_Data supplied_
____________
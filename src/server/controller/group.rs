//! Staff group management.
//!
//! The manager and delivery crew groups expose the same three operations. The public
//! handlers fix the role and share the private implementations below.

use axum::{
    extract::{Path, State},
    http::StatusCode,
    response::IntoResponse,
    Json,
};
use tower_sessions::Session;

use crate::{
    model::{
        api::{ErrorDto, MessageDto},
        user::{AddGroupMemberDto, GroupMemberDto},
    },
    server::{
        error::AppError,
        middleware::auth::{AuthGuard, Permission},
        model::user::{GroupMember, Role},
        service::group::GroupService,
        state::AppState,
    },
};

/// Tag for grouping group management endpoints in OpenAPI documentation
pub static GROUP_TAG: &str = "group";

const DENIAL_MESSAGE: &str = "Only managers can manage groups";

/// List the members of the "Manager" group.
///
/// # Access Control
/// - `Manager` - Only managers can manage groups
#[utoipa::path(
    get,
    path = "/api/groups/manager/users",
    tag = GROUP_TAG,
    responses(
        (status = 200, description = "Successfully retrieved managers", body = Vec<GroupMemberDto>),
        (status = 401, description = "User not authenticated", body = ErrorDto),
        (status = 403, description = "User is not a manager", body = ErrorDto),
        (status = 500, description = "Internal server error", body = ErrorDto)
    ),
)]
pub async fn get_managers(
    State(state): State<AppState>,
    session: Session,
) -> Result<impl IntoResponse, AppError> {
    get_members(&state, &session, Role::Manager).await
}

/// Add a user to the "Manager" group by username.
///
/// # Returns
/// - `201 Created` - User was added
/// - `200 OK` - User was already a manager
/// - `401 Unauthorized` - User not authenticated
/// - `403 Forbidden` - Caller is not a manager
/// - `404 Not Found` - No user has that username
#[utoipa::path(
    post,
    path = "/api/groups/manager/users",
    tag = GROUP_TAG,
    request_body = AddGroupMemberDto,
    responses(
        (status = 201, description = "User added to group", body = MessageDto),
        (status = 200, description = "User was already a member", body = MessageDto),
        (status = 401, description = "User not authenticated", body = ErrorDto),
        (status = 403, description = "User is not a manager", body = ErrorDto),
        (status = 404, description = "User not found", body = ErrorDto),
        (status = 500, description = "Internal server error", body = ErrorDto)
    ),
)]
pub async fn add_manager(
    State(state): State<AppState>,
    session: Session,
    Json(payload): Json<AddGroupMemberDto>,
) -> Result<impl IntoResponse, AppError> {
    add_member(&state, &session, Role::Manager, payload).await
}

/// Remove a user from the "Manager" group.
#[utoipa::path(
    delete,
    path = "/api/groups/manager/users/{id}",
    tag = GROUP_TAG,
    params(
        ("id" = i32, Path, description = "User ID")
    ),
    responses(
        (status = 200, description = "User removed from group", body = MessageDto),
        (status = 401, description = "User not authenticated", body = ErrorDto),
        (status = 403, description = "User is not a manager", body = ErrorDto),
        (status = 404, description = "User not found or not a member", body = ErrorDto),
        (status = 500, description = "Internal server error", body = ErrorDto)
    ),
)]
pub async fn remove_manager(
    State(state): State<AppState>,
    session: Session,
    Path(id): Path<i32>,
) -> Result<impl IntoResponse, AppError> {
    remove_member(&state, &session, Role::Manager, id).await
}

/// List the members of the "Delivery crew" group.
///
/// # Access Control
/// - `Manager` - Only managers can manage groups
#[utoipa::path(
    get,
    path = "/api/delivery-crew/users",
    tag = GROUP_TAG,
    responses(
        (status = 200, description = "Successfully retrieved delivery crew", body = Vec<GroupMemberDto>),
        (status = 401, description = "User not authenticated", body = ErrorDto),
        (status = 403, description = "User is not a manager", body = ErrorDto),
        (status = 500, description = "Internal server error", body = ErrorDto)
    ),
)]
pub async fn get_delivery_crew(
    State(state): State<AppState>,
    session: Session,
) -> Result<impl IntoResponse, AppError> {
    get_members(&state, &session, Role::DeliveryCrew).await
}

/// Add a user to the "Delivery crew" group by username.
#[utoipa::path(
    post,
    path = "/api/delivery-crew/users",
    tag = GROUP_TAG,
    request_body = AddGroupMemberDto,
    responses(
        (status = 201, description = "User added to group", body = MessageDto),
        (status = 200, description = "User was already a member", body = MessageDto),
        (status = 401, description = "User not authenticated", body = ErrorDto),
        (status = 403, description = "User is not a manager", body = ErrorDto),
        (status = 404, description = "User not found", body = ErrorDto),
        (status = 500, description = "Internal server error", body = ErrorDto)
    ),
)]
pub async fn add_delivery_crew(
    State(state): State<AppState>,
    session: Session,
    Json(payload): Json<AddGroupMemberDto>,
) -> Result<impl IntoResponse, AppError> {
    add_member(&state, &session, Role::DeliveryCrew, payload).await
}

/// Remove a user from the "Delivery crew" group.
#[utoipa::path(
    delete,
    path = "/api/delivery-crew/users/{id}",
    tag = GROUP_TAG,
    params(
        ("id" = i32, Path, description = "User ID")
    ),
    responses(
        (status = 200, description = "User removed from group", body = MessageDto),
        (status = 401, description = "User not authenticated", body = ErrorDto),
        (status = 403, description = "User is not a manager", body = ErrorDto),
        (status = 404, description = "User not found or not a member", body = ErrorDto),
        (status = 500, description = "Internal server error", body = ErrorDto)
    ),
)]
pub async fn remove_delivery_crew(
    State(state): State<AppState>,
    session: Session,
    Path(id): Path<i32>,
) -> Result<impl IntoResponse, AppError> {
    remove_member(&state, &session, Role::DeliveryCrew, id).await
}

async fn get_members(
    state: &AppState,
    session: &Session,
    role: Role,
) -> Result<(StatusCode, Json<Vec<GroupMemberDto>>), AppError> {
    let _ = AuthGuard::new(&state.db, session)
        .denial_message(DENIAL_MESSAGE)
        .require(&[Permission::Manager])
        .await?;

    let members = GroupService::new(&state.db).get_members(role).await?;

    Ok((
        StatusCode::OK,
        Json(members.into_iter().map(GroupMember::into_dto).collect()),
    ))
}

async fn add_member(
    state: &AppState,
    session: &Session,
    role: Role,
    payload: AddGroupMemberDto,
) -> Result<(StatusCode, Json<MessageDto>), AppError> {
    let _ = AuthGuard::new(&state.db, session)
        .denial_message(DENIAL_MESSAGE)
        .require(&[Permission::Manager])
        .await?;

    let added = GroupService::new(&state.db)
        .add_member(role, &payload.username)
        .await?;

    Ok(if added {
        (StatusCode::CREATED, Json(MessageDto::new("User added to group")))
    } else {
        (StatusCode::OK, Json(MessageDto::new("User is already in the group")))
    })
}

async fn remove_member(
    state: &AppState,
    session: &Session,
    role: Role,
    user_id: i32,
) -> Result<(StatusCode, Json<MessageDto>), AppError> {
    let _ = AuthGuard::new(&state.db, session)
        .denial_message(DENIAL_MESSAGE)
        .require(&[Permission::Manager])
        .await?;

    GroupService::new(&state.db)
        .remove_member(role, user_id)
        .await?;

    Ok((StatusCode::OK, Json(MessageDto::new("User removed from group"))))
}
____________
_Exercise goal_
Find each line of the data above that holds the word "GroupService", then copy it.

_Exercise answer_
        service::group::GroupService,
    let members = GroupService::new(&state.db).get_members(role).await?;
    let added = GroupService::new(&state.db)
    GroupService::new(&state.db)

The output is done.